The trade-weighted index, a measure of the kiwi against a basket of currencies, fell to 73.16 at 5pm in Wellington from 74.66 on Friday in New York last week, and is little changed from 73.12 yesterday. The kiwi traded at 70.07 US cents from 70.17 cents yesterday and is heading for a 0.2 percent dip on the week from 70.23 cents at last Friday's close.
A BusinessDesk survey of 10 currency analysts on Monday predicted the kiwi would trade between 67.75 US cents and 74 cents this week, with eight picking the kiwi to fall and two saying it would rise.
The local currency tumbled about 2 US cents after Reserve Bank governor Graeme Wheeler cut the official cash rate a quarter-point to 3.25 percent, surprising some quarters in the market who were expecting the easing cycle to start later. Wheeler pointed to a deteriorating terms of trade as key to the need for a cut, and said the currency was still over-valued and needed to depreciate further to help rebalance the economy with annual inflation tracking near zero. At the same time as the re-rating in the New Zealand dollar, Australian employment figures and UK economic data bolstered demand for their respective currencies, which weighed on the kiwi on a trade-weighted basis.
"After the move yesterday, people are happy to do nothing," said Tim Kelleher, head of institutional FX sales NZ at ASB Institutional in Auckland. "The TWI is quite a bit lower with big moves in the kiwi/Aussie, continued pressure on the kiwi/Sterling and even in the kiwi/euro."
The local currency is heading for a 1.9 percent fall against the Australian dollar, a 2.1 percent decline against the pound and a 1.6 percent drop against the euro.
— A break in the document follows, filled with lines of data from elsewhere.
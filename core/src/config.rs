use crate::error::{ModemError, Result};
use crate::{DEFAULT_SAMPLE_RATE, MAX_FRAME_SECONDS};

// Both peers must agree on every value in `ModemConfig`; nothing here is
// negotiated over the air. A mismatch shows up as SyncLost or CorruptFrame.

/// Tone parameters shared by modulator and demodulator.
///
/// `base_frequency` carries a 0 bit, `base_frequency + shift_frequency`
/// carries a 1 bit and the marker. The preamble sweeps between the two.
#[derive(Debug, Clone, Copy, PartialEq)]
pub struct SignalParameters {
    pub sample_rate: u32,
    pub base_frequency: f32,
    pub shift_frequency: f32,
    pub amplitude: f32,
}

impl SignalParameters {
    /// Frequency of a 1 bit and of the marker tone.
    pub fn mark_frequency(&self) -> f32 {
        self.base_frequency + self.shift_frequency
    }

    pub fn validate(&self) -> Result<()> {
        if self.sample_rate == 0 {
            return Err(ModemError::InvalidConfig("sample rate must be positive".into()));
        }
        if !(self.base_frequency > 0.0) || !(self.shift_frequency > 0.0) {
            return Err(ModemError::InvalidConfig(format!(
                "frequencies must be positive (f0={}, df={})",
                self.base_frequency, self.shift_frequency
            )));
        }
        let nyquist = self.sample_rate as f32 / 2.0;
        if self.mark_frequency() >= nyquist {
            return Err(ModemError::InvalidConfig(format!(
                "f0 + df = {} Hz must stay below Nyquist ({} Hz)",
                self.mark_frequency(),
                nyquist
            )));
        }
        if !(self.amplitude > 0.0 && self.amplitude <= 1.0) {
            return Err(ModemError::InvalidConfig(format!(
                "amplitude {} outside (0, 1]",
                self.amplitude
            )));
        }
        Ok(())
    }
}

/// Segment lengths of a frame, in samples.
///
/// Stored as integer sample counts so the frame length is exact:
/// `preamble + silence + marker + bytes * 8 * repeat_factor * bit_samples`.
#[derive(Debug, Clone, Copy, PartialEq, Eq)]
pub struct FrameLayout {
    pub preamble_samples: usize,
    pub silence_samples: usize,
    pub marker_samples: usize,
    pub bit_samples: usize,
    pub repeat_factor: usize,
}

impl FrameLayout {
    /// Build a layout from durations in milliseconds.
    /// Each segment is converted on its own as `sample_rate * ms / 1000`.
    pub fn from_millis(
        sample_rate: u32,
        preamble_ms: u32,
        silence_ms: u32,
        marker_ms: u32,
        bit_ms: u32,
        repeat_factor: usize,
    ) -> Self {
        let to_samples = |ms: u32| (sample_rate as u64 * ms as u64 / 1000) as usize;
        Self {
            preamble_samples: to_samples(preamble_ms),
            silence_samples: to_samples(silence_ms),
            marker_samples: to_samples(marker_ms),
            bit_samples: to_samples(bit_ms),
            repeat_factor,
        }
    }

    /// Samples before the data region (preamble + silence + marker).
    pub fn header_samples(&self) -> usize {
        self.preamble_samples + self.silence_samples + self.marker_samples
    }

    /// Samples carrying one logical bit, all repetitions included.
    pub fn bit_window_samples(&self) -> usize {
        self.bit_samples * self.repeat_factor
    }

    pub fn data_samples(&self, frame_bytes: usize) -> usize {
        frame_bytes * 8 * self.bit_window_samples()
    }

    pub fn frame_samples(&self, frame_bytes: usize) -> usize {
        self.header_samples() + self.data_samples(frame_bytes)
    }

    pub fn validate(&self) -> Result<()> {
        let segments = [
            ("preamble", self.preamble_samples),
            ("silence", self.silence_samples),
            ("marker", self.marker_samples),
            ("bit", self.bit_samples),
        ];
        for (name, samples) in segments {
            if samples == 0 {
                return Err(ModemError::InvalidConfig(format!(
                    "{} duration must be positive",
                    name
                )));
            }
        }
        if self.repeat_factor == 0 {
            return Err(ModemError::InvalidConfig("repeat factor must be at least 1".into()));
        }
        if self.preamble_samples < MIN_PREAMBLE_SAMPLES {
            return Err(ModemError::InvalidConfig(format!(
                "preamble of {} samples is too short to detect (min {})",
                self.preamble_samples, MIN_PREAMBLE_SAMPLES
            )));
        }
        Ok(())
    }
}

const MIN_PREAMBLE_SAMPLES: usize = 64;

/// How the receiver learns the payload length.
#[derive(Debug, Clone, Copy, PartialEq, Eq)]
pub enum PayloadLength {
    /// Both peers agree on the exact byte count; no header is sent.
    Fixed(usize),
    /// One length byte (1..=255) is sent ahead of the payload.
    Prefixed,
}

impl PayloadLength {
    /// Bytes added in front of the payload by this convention.
    pub fn header_bytes(&self) -> usize {
        match self {
            PayloadLength::Fixed(_) => 0,
            PayloadLength::Prefixed => 1,
        }
    }
}

/// Demodulator thresholds. These are tuning knobs, not protocol constants.
#[derive(Debug, Clone, Copy, PartialEq)]
pub struct DetectorConfig {
    /// Minimum normalized correlation against the sweep template.
    pub preamble_threshold: f32,
    /// Maximum silence power above the preamble's residual noise, as a
    /// fraction of the sweep power correlated with the template.
    pub silence_max_ratio: f32,
    /// Marker-tone energy must exceed base-tone energy by this factor.
    pub marker_dominance: f32,
    /// Minimum marker power as a fraction of preamble power.
    pub marker_min_level: f32,
    /// Half-width of the marker onset search, in samples.
    pub marker_search_samples: usize,
    /// Relative energy difference at or below which a repetition is a tie.
    pub tie_tolerance: f32,
    /// Share of ambiguous bits tolerated before the frame is rejected.
    pub max_ambiguous_ratio: f32,
    /// A repetition only votes when its stronger tone exceeds the noise
    /// floor measured in the silence gap by this many dB. With the 10 ms
    /// audible profile at amplitude 0.5 this puts the boundary near white
    /// noise of standard deviation 0.55.
    pub min_tone_snr_db: f32,
}

impl DetectorConfig {
    pub fn for_layout(layout: &FrameLayout) -> Self {
        Self {
            preamble_threshold: 0.4,
            silence_max_ratio: 0.5,
            marker_dominance: 2.0,
            marker_min_level: 0.25,
            marker_search_samples: layout.bit_samples / 2,
            tie_tolerance: 0.1,
            max_ambiguous_ratio: 0.25,
            min_tone_snr_db: 20.0,
        }
    }

    /// `min_tone_snr_db` as a power ratio.
    pub fn min_tone_snr(&self) -> f32 {
        10f32.powf(self.min_tone_snr_db / 10.0)
    }

    pub fn validate(&self, layout: &FrameLayout) -> Result<()> {
        if !(self.preamble_threshold > 0.0 && self.preamble_threshold < 1.0) {
            return Err(ModemError::InvalidConfig(format!(
                "preamble threshold {} outside (0, 1)",
                self.preamble_threshold
            )));
        }
        if !(self.tie_tolerance >= 0.0 && self.tie_tolerance < 1.0) {
            return Err(ModemError::InvalidConfig(format!(
                "tie tolerance {} outside [0, 1)",
                self.tie_tolerance
            )));
        }
        if !(self.max_ambiguous_ratio >= 0.0 && self.max_ambiguous_ratio <= 1.0) {
            return Err(ModemError::InvalidConfig(format!(
                "ambiguous ratio {} outside [0, 1]",
                self.max_ambiguous_ratio
            )));
        }
        if !(self.min_tone_snr_db.is_finite() && self.min_tone_snr_db >= 0.0) {
            return Err(ModemError::InvalidConfig(format!(
                "minimum tone SNR {} dB must be finite and non-negative",
                self.min_tone_snr_db
            )));
        }
        if self.marker_search_samples >= layout.silence_samples {
            return Err(ModemError::InvalidConfig(format!(
                "marker search window ({}) must be shorter than the silence ({})",
                self.marker_search_samples, layout.silence_samples
            )));
        }
        Ok(())
    }
}

/// Complete modem configuration.
#[derive(Debug, Clone, Copy, PartialEq)]
pub struct ModemConfig {
    pub signal: SignalParameters,
    pub layout: FrameLayout,
    pub detector: DetectorConfig,
    pub payload_length: PayloadLength,
    /// Longest frame either side will produce or buffer.
    pub max_frame_samples: usize,
}

impl ModemConfig {
    fn with_signal(signal: SignalParameters) -> Self {
        let layout = FrameLayout::from_millis(signal.sample_rate, 100, 50, 30, 10, 1);
        Self {
            signal,
            layout,
            detector: DetectorConfig::for_layout(&layout),
            payload_length: PayloadLength::Prefixed,
            max_frame_samples: signal.sample_rate as usize * MAX_FRAME_SECONDS,
        }
    }

    /// Audible profile: 5 kHz / 6 kHz tones, handy for debugging by ear.
    pub fn audible() -> Self {
        Self::with_signal(SignalParameters {
            sample_rate: DEFAULT_SAMPLE_RATE,
            base_frequency: 5000.0,
            shift_frequency: 1000.0,
            amplitude: 0.5,
        })
    }

    pub fn with_payload_length(mut self, payload_length: PayloadLength) -> Self {
        self.payload_length = payload_length;
        self
    }

    pub fn with_repeat_factor(mut self, repeat_factor: usize) -> Self {
        self.layout.repeat_factor = repeat_factor;
        self
    }

    /// Largest payload whose frame fits in `max_frame_samples`.
    pub fn max_payload_len(&self) -> usize {
        let per_byte = self.layout.data_samples(1);
        let header = self.layout.header_samples();
        if per_byte == 0 || header >= self.max_frame_samples {
            return 0;
        }
        let frame_bytes = (self.max_frame_samples - header) / per_byte;
        let payload = frame_bytes.saturating_sub(self.payload_length.header_bytes());
        match self.payload_length {
            PayloadLength::Fixed(_) => payload,
            PayloadLength::Prefixed => payload.min(u8::MAX as usize),
        }
    }

    pub fn validate(&self) -> Result<()> {
        self.signal.validate()?;
        self.layout.validate()?;
        self.detector.validate(&self.layout)?;

        if let PayloadLength::Fixed(len) = self.payload_length {
            if len == 0 || len > self.max_payload_len() {
                return Err(ModemError::InvalidConfig(format!(
                    "fixed payload length {} outside 1..={}",
                    len,
                    self.max_payload_len()
                )));
            }
        }
        if self.max_payload_len() == 0 {
            return Err(ModemError::InvalidConfig(format!(
                "max frame of {} samples cannot hold a single byte",
                self.max_frame_samples
            )));
        }

        // Tones are orthogonal over a bit window only when df spans a whole
        // number of cycles in it.
        let cycles = self.signal.shift_frequency as f64 * self.layout.bit_samples as f64
            / self.signal.sample_rate as f64;
        if (cycles - cycles.round()).abs() > 0.05 {
            log::warn!(
                "shift of {} Hz spans {:.2} cycles per bit; tone energies will leak",
                self.signal.shift_frequency,
                cycles
            );
        }
        Ok(())
    }
}

impl Default for ModemConfig {
    /// Near-ultrasonic profile: 18 kHz / 19 kHz tones at 48 kHz.
    fn default() -> Self {
        Self::with_signal(SignalParameters {
            sample_rate: DEFAULT_SAMPLE_RATE,
            base_frequency: 18000.0,
            shift_frequency: 1000.0,
            amplitude: 0.5,
        })
    }
}

#[cfg(test)]
mod tests {
    use super::*;

    #[test]
    fn test_default_config_is_valid() {
        assert!(ModemConfig::default().validate().is_ok());
        assert!(ModemConfig::audible().validate().is_ok());
    }

    #[test]
    fn test_layout_from_millis() {
        let layout = FrameLayout::from_millis(48000, 100, 50, 30, 10, 2);
        assert_eq!(layout.preamble_samples, 4800);
        assert_eq!(layout.silence_samples, 2400);
        assert_eq!(layout.marker_samples, 1440);
        assert_eq!(layout.bit_samples, 480);
        assert_eq!(layout.bit_window_samples(), 960);
    }

    #[test]
    fn test_frame_samples_exact() {
        let layout = FrameLayout::from_millis(48000, 100, 50, 30, 10, 1);
        assert_eq!(layout.data_samples(8), 30720);
        assert_eq!(layout.frame_samples(8), 4800 + 2400 + 1440 + 30720);
    }

    #[test]
    fn test_nyquist_rejected() {
        let mut config = ModemConfig::default();
        config.signal.base_frequency = 23500.0;
        assert!(matches!(config.validate(), Err(ModemError::InvalidConfig(_))));
    }

    #[test]
    fn test_amplitude_bounds() {
        let mut config = ModemConfig::audible();
        config.signal.amplitude = 0.0;
        assert!(config.validate().is_err());
        config.signal.amplitude = 1.5;
        assert!(config.validate().is_err());
        config.signal.amplitude = 1.0;
        assert!(config.validate().is_ok());
    }

    #[test]
    fn test_zero_durations_rejected() {
        let mut config = ModemConfig::audible();
        config.layout.marker_samples = 0;
        assert!(config.validate().is_err());

        let config = ModemConfig::audible().with_repeat_factor(0);
        assert!(config.validate().is_err());
    }

    #[test]
    fn test_max_payload_prefixed_capped() {
        let config = ModemConfig::audible();
        // 30 s at 100 bit/s holds ~370 bytes, more than one length byte can describe
        assert_eq!(config.max_payload_len(), 255);
    }

    #[test]
    fn test_max_payload_shrinks_with_repetition() {
        let config = ModemConfig::audible()
            .with_payload_length(PayloadLength::Fixed(8))
            .with_repeat_factor(3);
        let expected = (config.max_frame_samples - config.layout.header_samples()) / (8 * 3 * 480);
        assert_eq!(config.max_payload_len(), expected);
    }

    #[test]
    fn test_tone_snr_threshold() {
        let mut config = ModemConfig::audible();
        assert!((config.detector.min_tone_snr() - 100.0).abs() < 1e-3);
        config.detector.min_tone_snr_db = -3.0;
        assert!(config.validate().is_err());
        config.detector.min_tone_snr_db = f32::NAN;
        assert!(config.validate().is_err());
        config.detector.min_tone_snr_db = 0.0;
        assert!(config.validate().is_ok());
    }

    #[test]
    fn test_fixed_length_bounds() {
        let config = ModemConfig::audible().with_payload_length(PayloadLength::Fixed(0));
        assert!(config.validate().is_err());

        let config = ModemConfig::audible().with_payload_length(PayloadLength::Fixed(100_000));
        assert!(config.validate().is_err());
    }
}
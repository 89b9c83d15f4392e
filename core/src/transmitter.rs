use crate::audio::{AudioOutput, Waveform};
use crate::config::ModemConfig;
use crate::error::{ModemError, Result};
use crate::framing::FrameBuilder;
use crate::modulator::Modulator;
use std::sync::atomic::{AtomicBool, Ordering};
use std::sync::Mutex;

/// Serializes transmissions onto one audio output.
///
/// Only one transmission may be in flight. A request made while another is
/// playing fails immediately with [`ModemError::Busy`] instead of queueing,
/// and never touches the waveform already being played.
pub struct TransmissionController<O: AudioOutput> {
    builder: FrameBuilder,
    modulator: Modulator,
    output: Mutex<O>,
    active: AtomicBool,
}

/// Clears the in-flight flag however `transmit` returns.
struct InFlight<'a>(&'a AtomicBool);

impl Drop for InFlight<'_> {
    fn drop(&mut self) {
        self.0.store(false, Ordering::Release);
    }
}

impl<O: AudioOutput> TransmissionController<O> {
    pub fn new(config: &ModemConfig, output: O) -> Result<Self> {
        Ok(Self {
            builder: FrameBuilder::new(config),
            modulator: Modulator::new(config)?,
            output: Mutex::new(output),
            active: AtomicBool::new(false),
        })
    }

    pub fn is_transmitting(&self) -> bool {
        self.active.load(Ordering::Acquire)
    }

    /// Frame, modulate and play `payload`, blocking until playback completes.
    /// Returns the waveform that was played.
    pub fn transmit(&self, payload: &[u8]) -> Result<Waveform> {
        if self
            .active
            .compare_exchange(false, true, Ordering::AcqRel, Ordering::Acquire)
            .is_err()
        {
            log::warn!("Transmission rejected: another one is in progress");
            return Err(ModemError::Busy);
        }
        let _in_flight = InFlight(&self.active);

        let bits = self.builder.build(payload)?;
        let waveform = self.modulator.modulate(&bits)?;
        log::info!(
            "Transmitting {} bytes ({:.2} s)",
            payload.len(),
            waveform.duration().as_secs_f32()
        );

        self.output
            .lock()
            .map_err(|_| ModemError::Audio("output lock poisoned".into()))?
            .play(&waveform)?;
        log::debug!("Transmission complete");
        Ok(waveform)
    }

    /// Give back the output device.
    pub fn into_output(self) -> Result<O> {
        self.output
            .into_inner()
            .map_err(|_| ModemError::Audio("output lock poisoned".into()))
    }
}
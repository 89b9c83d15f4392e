use crate::audio::Waveform;
use crate::config::{FrameLayout, ModemConfig, SignalParameters};
use crate::error::{ModemError, Result};
use crate::sync::generate_preamble;
use std::f64::consts::PI;

/// Binary FSK modulator
///
/// Produces `preamble sweep + silence + marker tone + data tones`. The marker
/// and the data share one running phase accumulator, so switching between
/// f0 and f0 + df never introduces a discontinuity.
pub struct Modulator {
    signal: SignalParameters,
    layout: FrameLayout,
    preamble: Vec<f32>,
}

impl Modulator {
    pub fn new(config: &ModemConfig) -> Result<Self> {
        config.validate()?;
        Ok(Self {
            signal: config.signal,
            layout: config.layout,
            preamble: generate_preamble(&config.signal, config.layout.preamble_samples),
        })
    }

    /// Modulate data bits (as produced by `FrameBuilder`, repetitions
    /// included) into a complete frame.
    pub fn modulate(&self, bits: &[bool]) -> Result<Waveform> {
        if bits.is_empty() {
            return Err(ModemError::InvalidPayload("no data bits to modulate".into()));
        }
        if bits.len() % (8 * self.layout.repeat_factor) != 0 {
            return Err(ModemError::InvalidPayload(format!(
                "{} bits is not a whole number of repeated bytes",
                bits.len()
            )));
        }

        let total = self.layout.header_samples() + bits.len() * self.layout.bit_samples;
        let mut samples = Vec::with_capacity(total);

        samples.extend_from_slice(&self.preamble);
        samples.resize(samples.len() + self.layout.silence_samples, 0.0);

        let mut osc = PhaseAccumulator::new(self.signal.sample_rate, self.signal.amplitude);
        let mark = self.signal.mark_frequency();
        osc.render(&mut samples, mark, self.layout.marker_samples);
        for &bit in bits {
            let freq = if bit { mark } else { self.signal.base_frequency };
            osc.render(&mut samples, freq, self.layout.bit_samples);
        }

        debug_assert_eq!(samples.len(), total);
        log::debug!(
            "Modulated {} bits into {} samples ({:.2} s)",
            bits.len(),
            samples.len(),
            samples.len() as f32 / self.signal.sample_rate as f32
        );
        Ok(Waveform::new(samples, self.signal.sample_rate))
    }
}

/// Continuous-phase sine oscillator.
struct PhaseAccumulator {
    phase: f64,
    sample_rate: f64,
    amplitude: f32,
}

impl PhaseAccumulator {
    fn new(sample_rate: u32, amplitude: f32) -> Self {
        Self {
            phase: 0.0,
            sample_rate: sample_rate as f64,
            amplitude,
        }
    }

    fn render(&mut self, out: &mut Vec<f32>, freq: f32, count: usize) {
        let step = 2.0 * PI * freq as f64 / self.sample_rate;
        for _ in 0..count {
            out.push(self.amplitude * self.phase.sin() as f32);
            self.phase = (self.phase + step) % (2.0 * PI);
        }
    }
}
It increased to 90.51 Australian cents at 5pm in Wellington from 90.31 cents yesterday, slipped to 45.17 pence from 45.28 pence, and gained to 62.36 euro cents from 62.08 cents.
New Zealand government data today showed food prices rose at an annual pace of 0.8 percent in May, led by more expensive meat, poultry and fish, while wool prices slipped from their recent highs at the latest North Island auction.
Next week, traders will be watching the Federal Reserve's policy review, which might toss up a surprise rate hike, with New Zealand's first-quarter gross domestic product and the latest Fonterra Cooperative Group dairy auction also in the spotlight.
New Zealand's two-year swap rate fell to 3.19 percent at 5pm in Wellington from 3.23 percent yesterday, and the 10-year swap rate declined to 4.04 percent from 4.15 percent.
The local currency was little changed at 86.46 yen from 86.45 yen yesterday, and declined to 4.3488 Chinese yuan from 4.3546 yuan.